A 6x6 scramble takes (very roughly) twice as long to perform as a 5x5 scramble.* So then that 630 6x6 scrambles should take a similar amount of time as 1260 5x5 scrambles, clearly more than would have been done at worlds if 6x6 were a plain average of 5 event. But, taking the idea suggested by Hays/Maelstrom of combining both mo3 _and_ avg5, this number is dropped to be more reasonable. Pulling the number suggested by Hays, let's say that anyone who got a sub-3 mean with their first three solves gets to do the last two solves for the avg5, while the cutoff for finishing the mo3 remains 4 minutes. 24 people got a sub-3 mean, 64 people got a mean that was not sub-3, and then still the 83 with only one solve. Then with this proposal that would be 24*5+64*3+83 = 395 scrambles performed. Compared to the 945 5x5 scrambles performed, 395 6x6 scrambles would not take up more time, especially since then the majority of scrambles are being given to faster cubers, who are more likely to have better 6x6's that won't be so difficult to scramble. EDIT: I should point out here that putting this proposal into practice would have only added an extra 48 scrambles on top of what was already performed at worlds, not a hugely drastic change.


*With my own main cubes, 5x5 takes ~20 seconds to scramble and 6x6 takes ~35. I also did a scramble on my awful unlubed, unmodded v-cube to test and it took 50 seconds. Since both my 5x5 and 6x6 are better than the average cube, I'll assume it would take closer to 25 seconds for me to scramble an average 5x5, and closer to 45 for me to scramble an average 6x6 (my 6x6 is _way_ better than the average 6x6; I actually like it better than many 5x5's). Of course there is also the factor with scramblers who don't practice bigger cubes who'll find the 3-layer turns to make 6x6 scrambles inherently more difficult for them than 5x5, and so on. I'll say that my "twice as long" estimate seems as good as I can get right now.



> The problem of course with this is that you could get a better Mo3 than Ao5, and the rankings would be mixed together, which could cause some conflicts in how the results are managed.



I'm wondering how much conflict it would actually cause, though. Remember, it would only be slower cubers doing means of 3, while all of the fastest would be doing averages of 5. Means of 3 would gradually get sifted out of the top rankings, and the slower ranks would still be filled exclusively with means of 3. It could take time before the divide between mo3's and avg5's in the rankings became pretty solid, but even for 5x5, two full years after the shift was made, there was still a small handful of relatively decent means of 3 standing in the ranks.

Oh yeah, and my PB avg5 is actually lower than my PB mo3  no I'm not presenting this as a serious argument don't take it as one thx



Kirjava said:


> Feet has a better case for average of 5 if it's staying.



Lol I didn't even know feet was a mo3 event.

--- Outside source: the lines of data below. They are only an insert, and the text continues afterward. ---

//! End-to-end scenarios for the control flow analysis: whole-graph runs
//! exercising constant discovery, guard placement, merge widening, branch
//! pruning, clobbering, and OSR seeding.

use vesper_jit::ir::{Operand, OsrEntry};
use vesper_jit::shape::{ShapeInfo, ShapeKind};
use vesper_jit::{
    BranchDirection, Cfa, GraphBuilder, JsValue, Op, SpecType,
};

#[test]
fn constant_addition_folds_without_guard() {
    let mut b = GraphBuilder::new(0, 0);
    b.begin_block();
    let x = b.constant(JsValue::Int32(3));
    let y = b.constant(JsValue::Int32(4));
    let add = b.add(Op::ArithAdd, &[x, y]);
    b.ret(add);
    let mut graph = b.finish();

    let mut cfa = Cfa::new(&graph);
    let stats = cfa.run(&mut graph).expect("valid graph");

    assert_eq!(cfa.value_of(add).value, Some(JsValue::Int32(7)));
    assert_eq!(cfa.value_of(add).spec, SpecType::INT32);
    assert!(!graph.node(add).can_exit());
    assert!(stats.found_constants);
}

#[test]
fn proven_int32_operand_needs_no_guard() {
    let mut b = GraphBuilder::new(1, 0);
    b.predict_argument(0, SpecType::INT32);
    b.begin_block();
    b.add(Op::SetArgument(Operand::Argument(0)), &[]);
    let x = b.add_predicted(Op::GetLocal(Operand::Argument(0)), &[], SpecType::INT32);
    let one = b.constant(JsValue::Int32(1));
    let add = b.add(Op::ArithAdd, &[x, one]);
    b.ret(add);
    let mut graph = b.finish();

    let mut cfa = Cfa::new(&graph);
    cfa.run(&mut graph).expect("valid graph");

    assert_eq!(cfa.value_of(add).spec, SpecType::INT32);
    assert!(!graph.node(add).can_exit());
}

#[test]
fn wider_prediction_requires_guard() {
    let mut b = GraphBuilder::new(1, 0);
    // The profiler only promises "number", so the int32 specialization
    // must keep its check.
    b.predict_argument(0, SpecType::NUMBER);
    b.begin_block();
    b.add(Op::SetArgument(Operand::Argument(0)), &[]);
    let x = b.add_predicted(Op::GetLocal(Operand::Argument(0)), &[], SpecType::INT32);
    let one = b.constant(JsValue::Int32(1));
    let add = b.add(Op::ArithAdd, &[x, one]);
    b.ret(add);
    let mut graph = b.finish();

    let mut cfa = Cfa::new(&graph);
    cfa.run(&mut graph).expect("valid graph");

    assert_eq!(cfa.value_of(add).spec, SpecType::INT32);
    assert!(graph.node(add).can_exit());
}

#[test]
fn two_predecessor_merge_widens_to_number() {
    let mut b = GraphBuilder::new(1, 1);
    b.predict_argument(0, SpecType::BOOLEAN);
    b.predict_local(0, SpecType::NUMBER);

    let entry = b.begin_block();
    let left = b.begin_block();
    let right = b.begin_block();
    let join = b.begin_block();

    b.resume_block(entry);
    b.add(Op::SetArgument(Operand::Argument(0)), &[]);
    let cond = b.add_predicted(Op::GetLocal(Operand::Argument(0)), &[], SpecType::BOOLEAN);
    b.branch(cond, left, right);

    b.resume_block(left);
    let c1 = b.constant(JsValue::Int32(1));
    b.add(Op::SetLocal(Operand::Local(0)), &[c1]);
    b.jump(join);

    b.resume_block(right);
    let c2 = b.constant(JsValue::number(2.5));
    b.add(Op::SetLocal(Operand::Local(0)), &[c2]);
    b.jump(join);

    b.resume_block(join);
    b.add(Op::Phi(Operand::Local(0)), &[]);
    let merged = b.add_predicted(Op::GetLocal(Operand::Local(0)), &[], SpecType::NUMBER);
    b.ret(merged);
    let mut graph = b.finish();

    let mut cfa = Cfa::new(&graph);
    cfa.run(&mut graph).expect("valid graph");

    let head = graph.block(join).head.get(Operand::Local(0));
    assert_eq!(head.spec, SpecType::INT32 | SpecType::DOUBLE_REAL);
    assert!(head.spec.proves(SpecType::NUMBER));
    assert_eq!(head.value, None);
    assert_eq!(cfa.value_of(merged).spec, SpecType::INT32 | SpecType::DOUBLE_REAL);
}

#[test]
fn constant_false_branch_prunes_taken_edge() {
    let mut b = GraphBuilder::new(0, 1);
    b.predict_local(0, SpecType::INT32);

    let entry = b.begin_block();
    let taken = b.begin_block();
    let not_taken = b.begin_block();

    b.resume_block(entry);
    let v = b.constant(JsValue::Int32(42));
    b.add(Op::SetLocal(Operand::Local(0)), &[v]);
    let cond = b.constant(JsValue::Boolean(false));
    b.branch(cond, taken, not_taken);

    b.resume_block(taken);
    b.add(Op::Phi(Operand::Local(0)), &[]);
    let t = b.add_predicted(Op::GetLocal(Operand::Local(0)), &[], SpecType::INT32);
    b.ret(t);

    b.resume_block(not_taken);
    b.add(Op::Phi(Operand::Local(0)), &[]);
    let f = b.add_predicted(Op::GetLocal(Operand::Local(0)), &[], SpecType::INT32);
    b.ret(f);
    let mut graph = b.finish();

    let mut cfa = Cfa::new(&graph);
    cfa.run(&mut graph).expect("valid graph");

    assert_eq!(
        graph.block(entry).branch_direction,
        BranchDirection::TakeFalse
    );

    // The untaken successor saw the merged state.
    assert!(graph.block(not_taken).cfa_has_visited);
    assert_eq!(
        graph.block(not_taken).head.get(Operand::Local(0)).value,
        Some(JsValue::Int32(42))
    );
    assert_eq!(cfa.value_of(f).value, Some(JsValue::Int32(42)));

    // The statically-dead successor was never touched.
    assert!(!graph.block(taken).cfa_has_visited);
    assert!(graph.block(taken).head.get(Operand::Local(0)).is_clear());
}

#[test]
fn loop_reaches_fixpoint_with_bounded_visits() {
    let mut b = GraphBuilder::new(0, 1);
    b.predict_local(0, SpecType::INT32);

    let entry = b.begin_block();
    let header = b.begin_block();
    let body = b.begin_block();
    let exit = b.begin_block();

    b.resume_block(entry);
    let zero = b.constant(JsValue::Int32(0));
    b.add(Op::SetLocal(Operand::Local(0)), &[zero]);
    b.jump(header);

    b.resume_block(header);
    b.add(Op::Phi(Operand::Local(0)), &[]);
    let i = b.add_predicted(Op::GetLocal(Operand::Local(0)), &[], SpecType::INT32);
    let limit = b.constant(JsValue::Int32(10));
    let cmp = b.add_predicted(Op::CompareLess, &[i, limit], SpecType::BOOLEAN);
    b.branch(cmp, body, exit);

    b.resume_block(body);
    b.add(Op::Phi(Operand::Local(0)), &[]);
    let i2 = b.add_predicted(Op::GetLocal(Operand::Local(0)), &[], SpecType::INT32);
    let one = b.constant(JsValue::Int32(1));
    let next = b.add(Op::ArithAdd, &[i2, one]);
    b.add(Op::SetLocal(Operand::Local(0)), &[next]);
    b.jump(header);

    b.resume_block(exit);
    b.add(Op::Phi(Operand::Local(0)), &[]);
    let result = b.add_predicted(Op::GetLocal(Operand::Local(0)), &[], SpecType::INT32);
    b.ret(result);
    let mut graph = b.finish();

    let mut cfa = Cfa::new(&graph);
    let stats = cfa.run(&mut graph).expect("valid graph");

    // Four blocks, a lattice of small height: the fixpoint must arrive in
    // a handful of visits per block, not grow with iteration count.
    assert!(stats.blocks_visited <= 20, "visited {}", stats.blocks_visited);

    let head = graph.block(header).head.get(Operand::Local(0));
    assert_eq!(head.spec, SpecType::INT32);
    assert_eq!(head.value, None);
    assert_eq!(cfa.value_of(result).spec, SpecType::INT32);
    assert!(!graph.node(next).can_exit());
}

#[test]
fn call_clobbers_shapes_but_not_primitive_types() {
    let mut b = GraphBuilder::new(0, 1);
    let shape = b
        .graph_mut()
        .shapes
        .register(ShapeInfo::new(ShapeKind::Object));
    b.predict_local(0, SpecType::FINAL_OBJECT);

    b.begin_block();
    let obj = b.add(Op::NewObject(shape), &[]);
    b.add(Op::SetLocal(Operand::Local(0)), &[obj]);
    let callee = b.constant(JsValue::Undefined);
    b.add(Op::Call(0), &[callee]);
    let reread = b.add_predicted(Op::GetLocal(Operand::Local(0)), &[], SpecType::FINAL_OBJECT);
    b.ret(reread);
    let mut graph = b.finish();

    let mut cfa = Cfa::new(&graph);
    cfa.run(&mut graph).expect("valid graph");

    let value = cfa.value_of(reread);
    assert_eq!(value.spec, SpecType::FINAL_OBJECT);
    assert!(value.current_shape.is_top());
    assert_eq!(value.future_shape.as_singleton(), Some(shape));
}

#[test]
fn osr_must_handle_values_seed_the_target_block() {
    let mut b = GraphBuilder::new(0, 1);
    b.predict_local(0, SpecType::INT32);

    let entry = b.begin_block();
    let osr_block = b.begin_block();

    b.resume_block(entry);
    b.jump(osr_block);

    b.resume_block(osr_block);
    b.add(Op::Phi(Operand::Local(0)), &[]);
    let v = b.add_predicted(Op::GetLocal(Operand::Local(0)), &[], SpecType::INT32);
    b.ret(v);
    let mut graph = b.finish();

    graph.block_mut(osr_block).is_osr_target = true;
    let mut must_handle = vesper_jit::ir::Operands::new(0, 1);
    *must_handle.get_mut(Operand::Local(0)) = Some(JsValue::Int32(5));
    graph.osr_entries.push(OsrEntry {
        target: osr_block,
        must_handle,
    });

    let mut cfa = Cfa::new(&graph);
    let stats = cfa.run(&mut graph).expect("valid graph");

    assert_eq!(cfa.value_of(v).value, Some(JsValue::Int32(5)));
    assert!(stats.found_constants);
}

#[test]
fn unreachable_typed_arithmetic_invalidates_block_only() {
    // A typed add on a boolean-predicted operand cannot be compiled; the
    // block dies but the analysis still completes.
    let mut b = GraphBuilder::new(1, 0);
    b.predict_argument(0, SpecType::BOOLEAN);
    b.begin_block();
    b.add(Op::SetArgument(Operand::Argument(0)), &[]);
    let x = b.add_predicted(Op::GetLocal(Operand::Argument(0)), &[], SpecType::BOOLEAN);
    let one = b.constant(JsValue::Int32(1));
    let add = b.add(Op::ArithAdd, &[x, one]);
    b.ret(add);
    let mut graph = b.finish();

    let mut cfa = Cfa::new(&graph);
    cfa.run(&mut graph).expect("valid graph");

    let entry = graph.entry_block();
    assert!(graph.block(entry).cfa_has_visited);
    assert!(!graph.block(entry).cfa_did_finish);
    assert!(graph.node(add).can_exit());
}

#[test]
fn get_by_id_with_known_shape_folds_to_fast_path() {
    let mut b = GraphBuilder::new(0, 0);
    let shape = b
        .graph_mut()
        .shapes
        .register(ShapeInfo::new(ShapeKind::Object));
    b.graph_mut().shapes.define_slot(shape, 7, 0);

    b.begin_block();
    let obj = b.add(Op::NewObject(shape), &[]);
    let load = b.add_predicted(Op::GetById(7), &[obj], SpecType::TOP);
    b.ret(load);
    let mut graph = b.finish();
    graph.node_mut(obj).prediction = SpecType::FINAL_OBJECT;

    let mut cfa = Cfa::new(&graph);
    let stats = cfa.run(&mut graph).expect("valid graph");

    // The load stayed on the inline-slot fast path: the base kept its
    // proven shape instead of being clobbered.
    assert!(stats.found_constants);
    assert_eq!(cfa.value_of(obj).current_shape.as_singleton(), Some(shape));
}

Someone who cares about the event go ahead and ask for it to be changed, too. :s


----------



## Sa967St (Aug 14, 2013)

Thread moved to Constructive Speedcubing Discussion. If the discussion gets out of hand, we'll move it back to Private Forum. Have fun.


----------



## PeelingStickers (Aug 14, 2013)

Why not simply have a cutoff of one solve, as it already is. If you fail to get a solve below say: 4 minutes then you obviously cannot continue. Those that qualify can do the ao5.


----------



## Benyó (Aug 15, 2013)

i support the avg 5 format. i don't think wca changed 5x5 from mo3 to avg5 because it had potential. wrs always seem unbeatable for most of the people, which means noone was expecting that in 4-5 years the good times would be less than the half of the 2005 wr. nobody has mentioned one of the main reason why should 6x6 become avg5: it has parities. and parity means that in a close race most of the time the luckier will win. that was the problem with square-1 too years ago. avg5 reduces the luck-factor quite well (like on 4x4 i had about 2 'lucky' averages in about 50 comps, while on 6x6 my means are 'lucky' in 20%, normal in 60 and 'unlucky' in 20% where lucky means i have only about 2 parities and at least one of them is not oll, and unlucky means the opposite).
i think we shouldn't mess things up with the mean-for-the-slower-idea. it is really simple: who wants to have an average, just practice. sub3 can be reached by anyone, even sub2:40 i think.
and don't forget that slow bld-solvers still have 2x10 minutes on most of the competitions like many years ago however the average results halved and top 3x3 blders can do a whole round in 3 minutes including scrambles. maybe we should take time away from slow cubers in order to give more attempts to the fasts, since competitive cubing isn't for people who have just learned how to solve the cubes a day before, but for cubers who are skilled at least a bit.


----------



## Dene (Aug 15, 2013)

I'm not convinced about the arguments for changing to average of 5, but I don't see any good reasons why not to. Certainly the extra time taken up is not a good reason to remain mean of 3; you cannot tell me multibld takes less time. And what about the average of 3 for FMC that is being proposed? That's 3 hours of a schedule taken up.


----------



## tx789 (Aug 15, 2013)

the only mean of events left are 6x6,7x7 and feet. 6x6 and 7x7 take a long time and feet most people hate. You change them to keep the events with averages uniform. But then most comps wouldn't hold 6x6 or 7x7 or have a 4:00 cut off for 6x6 and 5:00 for 7x7 or something. And feet well...


----------



## Benyó (Aug 15, 2013)

i was talking about 3bld because you are stopped only if the stack had turned off, but you can still get another try. but yes, multi needs some restrictions too, since barely noone gets even close of being stopped by the judge only those who tries more than 6 cubes (but this belonhs to another topic)
and fmc mo3 takes too much time as i wrote in that topic


----------



## Akash Rupela (Aug 15, 2013)

I do not see any sort of harm in converting to an ao5. 
I propose something of the format - cutoff on 1st solve -> then a lower cutoff on first 3 solves->get an average of 5
Say cutoff to attempt is 7 minutes and lower cutoff is 4 minutes. So someone slower than 7 minutes gets only 1 solve, someone between 4 and 7 minutes for the best solve in first 3 solves gets a mo3. And someone who gets a sub4 single in first 3 solves qualifies for an avg5. Both these cutoffs should be decided by the organisers rather than a standard for them so that there are no time problems in any case. 
What is wrong with this is that its making things very untidy and non standardized, all for just safety solves to mess up? Average of 5 is certainly somewhat exhausting too on big cubes. As bence stated a very good point , the luck factor due to parity is a thing which should make us consider ao5 rather than mo3. There are both pros and cons. Directly calling it must have ao5 or must stick to mo3 wont be wise. 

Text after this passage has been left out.